LISTED RECORDS:
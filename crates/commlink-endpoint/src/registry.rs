use std::collections::BTreeMap;
use std::net::SocketAddr;
use std::sync::{Arc, Mutex, MutexGuard};

use commlink_frame::FrameWriter;
use commlink_transport::LinkStream;

use crate::gate::SyncGate;

/// One connected peer of a TCP server.
pub(crate) struct PeerLink {
    addr: SocketAddr,
    writer: Mutex<FrameWriter<LinkStream>>,
    control: Mutex<LinkStream>,
    gate: SyncGate,
    exchange: Mutex<()>,
}

impl PeerLink {
    pub(crate) fn new(
        addr: SocketAddr,
        writer: FrameWriter<LinkStream>,
        control: LinkStream,
    ) -> Self {
        Self {
            addr,
            writer: Mutex::new(writer),
            control: Mutex::new(control),
            gate: SyncGate::new(),
            exchange: Mutex::new(()),
        }
    }

    pub(crate) fn addr(&self) -> SocketAddr {
        self.addr
    }

    pub(crate) fn gate(&self) -> &SyncGate {
        &self.gate
    }

    /// Send lock of this peer; held for one write only.
    pub(crate) fn writer(&self) -> MutexGuard<'_, FrameWriter<LinkStream>> {
        self.writer
            .lock()
            .unwrap_or_else(|poisoned| poisoned.into_inner())
    }

    /// Serializes synchronous exchanges with this peer.
    pub(crate) fn exchange(&self) -> MutexGuard<'_, ()> {
        self.exchange
            .lock()
            .unwrap_or_else(|poisoned| poisoned.into_inner())
    }

    /// Unblock everything using this peer's socket.
    fn disconnect(&self) {
        self.gate.close();
        self.control
            .lock()
            .unwrap_or_else(|poisoned| poisoned.into_inner())
            .shutdown();
    }
}

/// Connected peers of a TCP server, keyed by remote address.
///
/// Each entry owns the peer's socket and its reply gate together, so a peer
/// is either fully registered or not at all. Every mutation is followed by a
/// peer list notification; mutations and their notifications are serialized,
/// so handlers observe lists in the order the changes happened.
#[derive(Default)]
pub(crate) struct PeerRegistry {
    peers: Mutex<BTreeMap<SocketAddr, Arc<PeerLink>>>,
    notify: Mutex<()>,
}

impl PeerRegistry {
    pub(crate) fn new() -> Self {
        Self::default()
    }

    /// Add a peer. Returns false, leaving the registry untouched, if the
    /// address is already registered.
    pub(crate) fn register(
        &self,
        link: Arc<PeerLink>,
        notify: impl FnOnce(&[String]),
    ) -> bool {
        let _order = self.lock_notify();
        let addresses = {
            let mut peers = self.lock_peers();
            if peers.contains_key(&link.addr) {
                return false;
            }
            peers.insert(link.addr, link);
            Self::addresses_of(&peers)
        };
        notify(&addresses);
        true
    }

    /// Remove `link` if it is still the registered entry for its address.
    /// Its socket is shut down and its gate closed. Returns whether the
    /// registry changed.
    pub(crate) fn deregister(
        &self,
        link: &Arc<PeerLink>,
        notify: impl FnOnce(&[String]),
    ) -> bool {
        let _order = self.lock_notify();
        let addresses = {
            let mut peers = self.lock_peers();
            match peers.get(&link.addr) {
                Some(current) if Arc::ptr_eq(current, link) => {
                    peers.remove(&link.addr);
                }
                _ => return false,
            }
            Self::addresses_of(&peers)
        };
        link.disconnect();
        notify(&addresses);
        true
    }

    /// Remove and disconnect every peer, then report the empty list.
    pub(crate) fn drain(&self, notify: impl FnOnce(&[String])) -> Vec<Arc<PeerLink>> {
        let _order = self.lock_notify();
        let drained: Vec<_> = std::mem::take(&mut *self.lock_peers())
            .into_values()
            .collect();
        for link in &drained {
            link.disconnect();
        }
        notify(&[]);
        drained
    }

    pub(crate) fn get(&self, addr: &SocketAddr) -> Option<Arc<PeerLink>> {
        self.lock_peers().get(addr).cloned()
    }

    pub(crate) fn links(&self) -> Vec<Arc<PeerLink>> {
        self.lock_peers().values().cloned().collect()
    }

    pub(crate) fn addresses(&self) -> Vec<String> {
        Self::addresses_of(&self.lock_peers())
    }

    pub(crate) fn len(&self) -> usize {
        self.lock_peers().len()
    }

    pub(crate) fn is_empty(&self) -> bool {
        self.lock_peers().is_empty()
    }

    fn addresses_of(peers: &BTreeMap<SocketAddr, Arc<PeerLink>>) -> Vec<String> {
        peers.keys().map(ToString::to_string).collect()
    }

    fn lock_peers(&self) -> MutexGuard<'_, BTreeMap<SocketAddr, Arc<PeerLink>>> {
        self.peers
            .lock()
            .unwrap_or_else(|poisoned| poisoned.into_inner())
    }

    fn lock_notify(&self) -> MutexGuard<'_, ()> {
        self.notify
            .lock()
            .unwrap_or_else(|poisoned| poisoned.into_inner())
    }
}

#[cfg(test)]
mod tests {
    use std::net::{TcpListener, TcpStream};

    use super::*;

    /// Build a peer link over a real loopback connection.
    fn link() -> (Arc<PeerLink>, TcpStream) {
        let listener = TcpListener::bind("127.0.0.1:0").expect("listener should bind");
        let remote = TcpStream::connect(listener.local_addr().expect("addr"))
            .expect("connect should succeed");
        let (accepted, addr) = listener.accept().expect("accept should succeed");
        let stream = LinkStream::from_tcp(accepted);
        let writer = FrameWriter::new(stream.try_clone().expect("clone should succeed"));
        (Arc::new(PeerLink::new(addr, writer, stream)), remote)
    }

    /// A second link sharing `link`'s address and socket.
    fn relink(link: &PeerLink) -> Arc<PeerLink> {
        let control = link.control.lock().unwrap();
        let writer = FrameWriter::new(control.try_clone().expect("clone should succeed"));
        Arc::new(PeerLink::new(
            link.addr(),
            writer,
            control.try_clone().expect("clone should succeed"),
        ))
    }

    #[test]
    fn register_notifies_with_full_list() {
        let registry = PeerRegistry::new();
        let (first, _r1) = link();
        let (second, _r2) = link();

        let mut seen = Vec::new();
        assert!(registry.register(Arc::clone(&first), |addrs| seen.push(addrs.len())));
        assert!(registry.register(Arc::clone(&second), |addrs| seen.push(addrs.len())));

        assert_eq!(seen, vec![1, 2]);
        assert_eq!(registry.len(), 2);
        assert!(registry.addresses().contains(&first.addr().to_string()));
    }

    #[test]
    fn duplicate_address_is_rejected() {
        let registry = PeerRegistry::new();
        let (first, _remote) = link();
        let duplicate = relink(&first);

        assert!(registry.register(first, |_| {}));
        let mut notified = false;
        assert!(!registry.register(duplicate, |_| notified = true));
        assert!(!notified);
        assert_eq!(registry.len(), 1);
    }

    #[test]
    fn deregister_removes_only_that_peer_and_closes_its_gate() {
        let registry = PeerRegistry::new();
        let (first, _r1) = link();
        let (second, _r2) = link();
        registry.register(Arc::clone(&first), |_| {});
        registry.register(Arc::clone(&second), |_| {});

        let mut remaining = Vec::new();
        assert!(registry.deregister(&first, |addrs| remaining = addrs.to_vec()));
        assert_eq!(remaining, vec![second.addr().to_string()]);
        assert!(first.gate().is_closed());
        assert!(!second.gate().is_closed());

        assert!(!registry.deregister(&first, |_| panic!("no second notification")));
    }

    #[test]
    fn stale_link_does_not_remove_reregistered_address() {
        let registry = PeerRegistry::new();
        let (first, _remote) = link();
        registry.register(Arc::clone(&first), |_| {});
        registry.deregister(&first, |_| {});

        let again = relink(&first);
        assert!(registry.register(Arc::clone(&again), |_| {}));
        assert!(!registry.deregister(&first, |_| {}));
        assert_eq!(registry.len(), 1);
        assert!(registry.get(&first.addr()).is_some());
    }

    #[test]
    fn drain_reports_empty_list() {
        let registry = PeerRegistry::new();
        let (first, _remote) = link();
        registry.register(first, |_| {});

        let mut last = None;
        let drained = registry.drain(|addrs| last = Some(addrs.to_vec()));
        assert_eq!(drained.len(), 1);
        assert_eq!(last, Some(Vec::new()));
        assert!(registry.is_empty());
    }
}
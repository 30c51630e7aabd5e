use std::sync::{Arc, Condvar, Mutex};
use std::time::{Duration, Instant};

/// Cooperative cancellation shared by an endpoint and its background loops.
///
/// Loops check [`is_cancelled`](Self::is_cancelled) at iteration boundaries
/// and sleep through [`sleep`](Self::sleep), which returns early as soon as
/// the token is cancelled.
#[derive(Debug, Clone, Default)]
pub struct Shutdown {
    inner: Arc<ShutdownInner>,
}

#[derive(Debug, Default)]
struct ShutdownInner {
    cancelled: Mutex<bool>,
    cond: Condvar,
}

impl Shutdown {
    pub fn new() -> Self {
        Self::default()
    }

    /// Cancel the token and wake every sleeper.
    pub fn cancel(&self) {
        let mut cancelled = self
            .inner
            .cancelled
            .lock()
            .unwrap_or_else(|poisoned| poisoned.into_inner());
        *cancelled = true;
        self.inner.cond.notify_all();
    }

    pub fn is_cancelled(&self) -> bool {
        *self
            .inner
            .cancelled
            .lock()
            .unwrap_or_else(|poisoned| poisoned.into_inner())
    }

    /// Sleep for `duration` unless cancelled first.
    ///
    /// Returns true if the token is cancelled (the caller should stop).
    pub fn sleep(&self, duration: Duration) -> bool {
        let deadline = Instant::now() + duration;
        let mut cancelled = self
            .inner
            .cancelled
            .lock()
            .unwrap_or_else(|poisoned| poisoned.into_inner());

        while !*cancelled {
            let remaining = deadline.saturating_duration_since(Instant::now());
            if remaining.is_zero() {
                return false;
            }
            cancelled = self
                .inner
                .cond
                .wait_timeout(cancelled, remaining)
                .map(|(guard, _)| guard)
                .unwrap_or_else(|poisoned| poisoned.into_inner().0);
        }
        true
    }
}

#[cfg(test)]
mod tests {
    use std::thread;

    use super::*;

    #[test]
    fn sleep_runs_full_duration_when_not_cancelled() {
        let token = Shutdown::new();
        let start = Instant::now();
        assert!(!token.sleep(Duration::from_millis(40)));
        assert!(start.elapsed() >= Duration::from_millis(40));
    }

    #[test]
    fn cancel_interrupts_long_sleep() {
        let token = Shutdown::new();
        let sleeper = {
            let token = token.clone();
            thread::spawn(move || {
                let start = Instant::now();
                let cancelled = token.sleep(Duration::from_secs(30));
                (cancelled, start.elapsed())
            })
        };

        thread::sleep(Duration::from_millis(30));
        token.cancel();

        let (cancelled, elapsed) = sleeper.join().unwrap();
        assert!(cancelled);
        assert!(elapsed < Duration::from_secs(5));
        assert!(token.is_cancelled());
    }

    #[test]
    fn sleep_after_cancel_returns_immediately() {
        let token = Shutdown::new();
        token.cancel();
        assert!(token.sleep(Duration::from_secs(30)));
    }
}
use std::sync::atomic::AtomicBool;
use std::sync::Arc;

use commlink_endpoint::{Endpoint, TcpClientConfig, TcpClientEndpoint};
use commlink_transport::{AlwaysReachable, IcmpProbe, ReachabilityProbe};

use crate::cmd::session::{self, Inbox};
use crate::cmd::ClientArgs;
use crate::exit::{endpoint_error, CliError, CliResult, TIMEOUT};
use crate::logging;
use crate::output::OutputFormat;

pub fn run(args: ClientArgs, format: OutputFormat) -> CliResult<i32> {
    let client = build_client(&args)?;
    let span = logging::endpoint_span("client", &client.identity());
    let _entered = span.clone().entered();
    let inbox = Inbox::subscribe(client.events(), args.exchange.sync);
    client.events().on_state_changed(move |connected| {
        span.in_scope(|| tracing::info!(connected, "link state changed"));
    });

    let running = Arc::new(AtomicBool::new(true));
    session::install_ctrlc_handler(running.clone())?;

    client
        .open()
        .map_err(|err| endpoint_error("open failed", err))?;

    let connect_timeout = session::parse_duration(&args.connect_timeout)?;
    if !session::wait_connected(&client, connect_timeout, &running) {
        client.close();
        return Err(CliError::new(
            TIMEOUT,
            format!(
                "not connected to {} within {}ms",
                args.remote,
                connect_timeout.as_millis()
            ),
        ));
    }

    if let Some(heartbeat) = &args.heartbeat {
        client.set_heartbeat_interval(session::parse_duration(&args.heartbeat_interval)?);
        client
            .start_heartbeat(session::parse_hex(heartbeat)?)
            .map_err(|err| endpoint_error("heartbeat failed", err))?;
    }

    let result = session::exchange(
        &client,
        &inbox,
        &args.exchange,
        &args.framing,
        &running,
        format,
    );
    client.close();
    result
}

fn build_client(args: &ClientArgs) -> CliResult<TcpClientEndpoint> {
    let mut config = TcpClientConfig::new(args.remote)
        .with_local_port(args.local_port)
        .with_reconnect_interval(session::parse_duration(&args.reconnect_interval)?);
    config.framing = args.framing.framing();

    let probe: Arc<dyn ReachabilityProbe> = if args.no_probe {
        Arc::new(AlwaysReachable)
    } else {
        Arc::new(IcmpProbe)
    };
    Ok(TcpClientEndpoint::with_probe(config, probe))
}
use commlink_endpoint::SerialEndpoint;

use crate::cmd::PortsArgs;
use crate::exit::{endpoint_error, CliResult, SUCCESS};
use crate::output::{print_ports, OutputFormat};

pub fn run(_args: PortsArgs, format: OutputFormat) -> CliResult<i32> {
    let ports =
        SerialEndpoint::port_names().map_err(|err| endpoint_error("port scan failed", err))?;
    print_ports(&ports, format);
    Ok(SUCCESS)
}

YOUR OBJECTIVE:
Wherever a line in the entries holds "TcpStream", copy that line.

EXERCISE SOLUTION:
    use std::net::{TcpListener, TcpStream};
    fn link() -> (Arc<PeerLink>, TcpStream) {
        let remote = TcpStream::connect(listener.local_addr().expect("addr"))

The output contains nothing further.